Lines from the beginning of the data through the line containing "sets, streams with" are to be copied exactly, with no other line included.
───── Record excerpts ─────
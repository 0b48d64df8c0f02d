//! Typed access to the shared KV store.
//!
//! Every multi-node coordination primitive the gateway relies on lives here:
//! counters with TTL-on-first-write, hashes, sorted sets, streams with
//! consumer groups, and the free-id set used by the node allocator. All
//! helpers open a fresh connection per operation and retry cluster-redirect
//! errors a bounded number of times. The rate-limit strategies borrow raw
//! connections instead, because WATCH is connection-scoped.

use crate::config::Config;
use crate::error::{GatewayError, GatewayResult};
use redis::aio::Connection;
use redis::streams::{
    StreamMaxlen, StreamPendingReply, StreamReadOptions, StreamReadReply,
};
use redis::{AsyncCommands, Client, ErrorKind, RedisError, RedisResult};
use std::collections::HashMap;
use std::future::Future;
use std::time::Duration;
use tokio::time::timeout;
use tracing::{debug, warn};

const CONNECT_TIMEOUT: Duration = Duration::from_secs(5);

/// True for error kinds raised when cluster slots move between shards.
pub fn is_redirect(error: &RedisError) -> bool {
    matches!(
        error.kind(),
        ErrorKind::Moved | ErrorKind::Ask | ErrorKind::TryAgain | ErrorKind::ClusterDown
    )
}

#[derive(Clone)]
pub struct KvClient {
    client: Client,
    max_retries: u32,
    retry_delay: Duration,
}

impl KvClient {
    pub fn new(config: &Config) -> GatewayResult<Self> {
        let client = Client::open(config.redis_url.as_str()).map_err(|e| {
            GatewayError::Config(format!("Failed to create KV client: {}", e))
        })?;

        Ok(Self {
            client,
            max_retries: config.max_retries,
            retry_delay: config.retry_delay,
        })
    }

    /// A dedicated connection for WATCH-based decision transactions.
    pub async fn connection(&self) -> GatewayResult<Connection> {
        self.raw_connection().await.map_err(GatewayError::from)
    }

    async fn raw_connection(&self) -> RedisResult<Connection> {
        match timeout(CONNECT_TIMEOUT, self.client.get_async_connection()).await {
            Ok(result) => result,
            Err(_) => Err(RedisError::from((
                ErrorKind::IoError,
                "connection timeout",
            ))),
        }
    }

    /// Run `op`, retrying cluster redirects up to the configured bound with a
    /// fixed pause between attempts.
    async fn retry<T, F, Fut>(&self, name: &str, mut op: F) -> GatewayResult<T>
    where
        F: FnMut() -> Fut,
        Fut: Future<Output = RedisResult<T>>,
    {
        let mut attempt = 0u32;
        loop {
            match op().await {
                Ok(value) => return Ok(value),
                Err(err) if is_redirect(&err) && attempt < self.max_retries => {
                    attempt += 1;
                    warn!(op = name, attempt, error = %err, "KV redirect, retrying");
                    tokio::time::sleep(self.retry_delay).await;
                }
                Err(err) => {
                    if is_redirect(&err) {
                        warn!(op = name, error = %err, "KV redirect retries exhausted");
                    }
                    return Err(err.into());
                }
            }
        }
    }

    pub async fn ping(&self) -> GatewayResult<()> {
        let response: String = self
            .retry("ping", || async move {
                let mut conn = self.raw_connection().await?;
                redis::cmd("PING").query_async(&mut conn).await
            })
            .await?;

        if response == "PONG" {
            debug!("KV ping successful");
            Ok(())
        } else {
            Err(GatewayError::Store("Unexpected ping response".to_string()))
        }
    }

    pub async fn get_string(&self, key: &str) -> GatewayResult<Option<String>> {
        self.retry("get", || async move {
            let mut conn = self.raw_connection().await?;
            conn.get(key).await
        })
        .await
    }

    pub async fn set_with_ttl(
        &self,
        key: &str,
        value: &str,
        ttl_secs: usize,
    ) -> GatewayResult<()> {
        self.retry("set_ex", || async move {
            let mut conn = self.raw_connection().await?;
            conn.set_ex(key, value, ttl_secs as u64).await
        })
        .await
    }

    pub async fn delete(&self, key: &str) -> GatewayResult<bool> {
        let deleted: u64 = self
            .retry("del", || async move {
                let mut conn = self.raw_connection().await?;
                conn.del(key).await
            })
            .await?;
        Ok(deleted > 0)
    }

    pub async fn hash_get_all(&self, key: &str) -> GatewayResult<HashMap<String, String>> {
        self.retry("hgetall", || async move {
            let mut conn = self.raw_connection().await?;
            conn.hgetall(key).await
        })
        .await
    }

    pub async fn hash_set_fields(
        &self,
        key: &str,
        fields: &[(&str, String)],
    ) -> GatewayResult<()> {
        self.retry("hset", || async move {
            let mut conn = self.raw_connection().await?;
            conn.hset_multiple(key, fields).await
        })
        .await
    }

    pub async fn counter_incr(&self, key: &str) -> GatewayResult<i64> {
        self.retry("incr", || async move {
            let mut conn = self.raw_connection().await?;
            conn.incr(key, 1i64).await
        })
        .await
    }

    pub async fn set_add(&self, key: &str, member: &str) -> GatewayResult<()> {
        self.retry("sadd", || async move {
            let mut conn = self.raw_connection().await?;
            conn.sadd(key, member).await
        })
        .await
    }

    pub async fn set_pop(&self, key: &str) -> GatewayResult<Option<String>> {
        self.retry("spop", || async move {
            let mut conn = self.raw_connection().await?;
            conn.spop(key).await
        })
        .await
    }

    pub async fn set_contains(&self, key: &str, member: &str) -> GatewayResult<bool> {
        self.retry("sismember", || async move {
            let mut conn = self.raw_connection().await?;
            conn.sismember(key, member).await
        })
        .await
    }

    /// Append one entry to a stream; returns the generated entry id.
    pub async fn stream_append(
        &self,
        stream: &str,
        field: &str,
        payload: &str,
    ) -> GatewayResult<String> {
        self.retry("xadd", || async move {
            let mut conn = self.raw_connection().await?;
            conn.xadd(stream, "*", &[(field, payload)]).await
        })
        .await
    }

    /// Create the consumer group at cursor 0, creating the stream if needed.
    /// A group that already exists is not an error.
    pub async fn stream_create_group(&self, stream: &str, group: &str) -> GatewayResult<()> {
        self.retry("xgroup_create", || async move {
            let mut conn = self.raw_connection().await?;
            let result: RedisResult<()> =
                conn.xgroup_create_mkstream(stream, group, "0").await;
            match result {
                Err(err) if err.code() == Some("BUSYGROUP") => Ok(()),
                other => other,
            }
        })
        .await
    }

    /// Read up to `count` undelivered entries for `consumer`, blocking up to
    /// `block_ms`. Returns `(entry_id, fields)` pairs.
    pub async fn stream_read_group(
        &self,
        stream: &str,
        group: &str,
        consumer: &str,
        count: usize,
        block_ms: usize,
    ) -> GatewayResult<Vec<(String, HashMap<String, redis::Value>)>> {
        let reply: Option<StreamReadReply> = self
            .retry("xreadgroup", || async move {
                let mut conn = self.raw_connection().await?;
                let options = StreamReadOptions::default()
                    .group(group, consumer)
                    .count(count)
                    .block(block_ms);
                conn.xread_options(&[stream], &[">"], &options).await
            })
            .await?;

        let mut entries = Vec::new();
        if let Some(reply) = reply {
            for key in reply.keys {
                for id in key.ids {
                    entries.push((id.id, id.map));
                }
            }
        }
        Ok(entries)
    }

    pub async fn stream_ack(&self, stream: &str, group: &str, id: &str) -> GatewayResult<()> {
        let _: i64 = self
            .retry("xack", || async move {
                let mut conn = self.raw_connection().await?;
                conn.xack(stream, group, &[id]).await
            })
            .await?;
        Ok(())
    }

    pub async fn stream_len(&self, stream: &str) -> GatewayResult<u64> {
        self.retry("xlen", || async move {
            let mut conn = self.raw_connection().await?;
            conn.xlen(stream).await
        })
        .await
    }

    /// Entry id of the oldest delivered-but-unacknowledged entry, if any.
    pub async fn stream_oldest_pending(
        &self,
        stream: &str,
        group: &str,
    ) -> GatewayResult<Option<String>> {
        let reply: StreamPendingReply = self
            .retry("xpending", || async move {
                let mut conn = self.raw_connection().await?;
                conn.xpending(stream, group).await
            })
            .await?;

        match reply {
            StreamPendingReply::Empty => Ok(None),
            StreamPendingReply::Data(data) => Ok(Some(data.start_id)),
        }
    }

    /// Drop all entries with an id strictly below `min_id`.
    pub async fn stream_trim_min_id(&self, stream: &str, min_id: &str) -> GatewayResult<u64> {
        self.retry("xtrim_minid", || async move {
            let mut conn = self.raw_connection().await?;
            redis::cmd("XTRIM")
                .arg(stream)
                .arg("MINID")
                .arg(min_id)
                .query_async(&mut conn)
                .await
        })
        .await
    }

    pub async fn stream_trim_max_len(&self, stream: &str, max_len: usize) -> GatewayResult<u64> {
        self.retry("xtrim_maxlen", || async move {
            let mut conn = self.raw_connection().await?;
            conn.xtrim(stream, StreamMaxlen::Approx(max_len)).await
        })
        .await
    }

    pub async fn stream_delete_consumer(
        &self,
        stream: &str,
        group: &str,
        consumer: &str,
    ) -> GatewayResult<u64> {
        self.retry("xgroup_delconsumer", || async move {
            let mut conn = self.raw_connection().await?;
            redis::cmd("XGROUP")
                .arg("DELCONSUMER")
                .arg(stream)
                .arg(group)
                .arg(consumer)
                .query_async(&mut conn)
                .await
        })
        .await
    }
}
#[tokio::test]
#[ignore]
async fn test_worker_records_failure_for_missing_app() {
    let kv = test_kv();
    let node_id = format!("node:test-{}", Uuid::new_v4());
    let stream = RequestStream::new(kv.clone(), &node_id);
    stream.create_group().await.unwrap();

    let ticket = Uuid::new_v4().to_string();
    stream
        .append(&DeferredRequest {
            id: ticket.clone(),
            app_id: "never-registered".to_string(),
            method: "GET".to_string(),
            path: "ping".to_string(),
            headers: HashMap::new(),
            body: None,
            enqueued_at: 0,
        })
        .await
        .unwrap();

    let outcomes = OutcomeStore::new(kv.clone());
    let ctx = Arc::new(WorkerContext {
        kv: kv.clone(),
        apps: AppStore::new(kv.clone()),
        engine: test_engine(kv.clone()),
        outcomes: outcomes.clone(),
        upstream: UpstreamClient::new().unwrap(),
    });

    let (stop_tx, stop_rx) = tokio::sync::watch::channel(false);
    let worker_handle = tokio::spawn(worker::run(
        ctx,
        stream.clone(),
        format!("{}:worker:test", node_id),
        stop_rx,
    ));

    let mut outcome = None;
    for _ in 0..50 {
        if let Some(found) = outcomes.get(&ticket).await.unwrap() {
            outcome = Some(found);
            break;
        }
        tokio::time::sleep(Duration::from_millis(100)).await;
    }

    let _ = stop_tx.send(true);
    worker_handle.await.unwrap();

    match outcome {
        Some(Outcome::Failed { error }) => assert!(error.contains("never-registered")),
        other => panic!("expected failed outcome, got {:?}", other),
    }
}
─────
Response area:
repository 0b48d64df8c0f02d
//! Typed access to the shared KV store.
//!
//! Every multi-node coordination primitive the gateway relies on lives here:
//! counters with TTL-on-first-write, hashes, sorted sets, streams with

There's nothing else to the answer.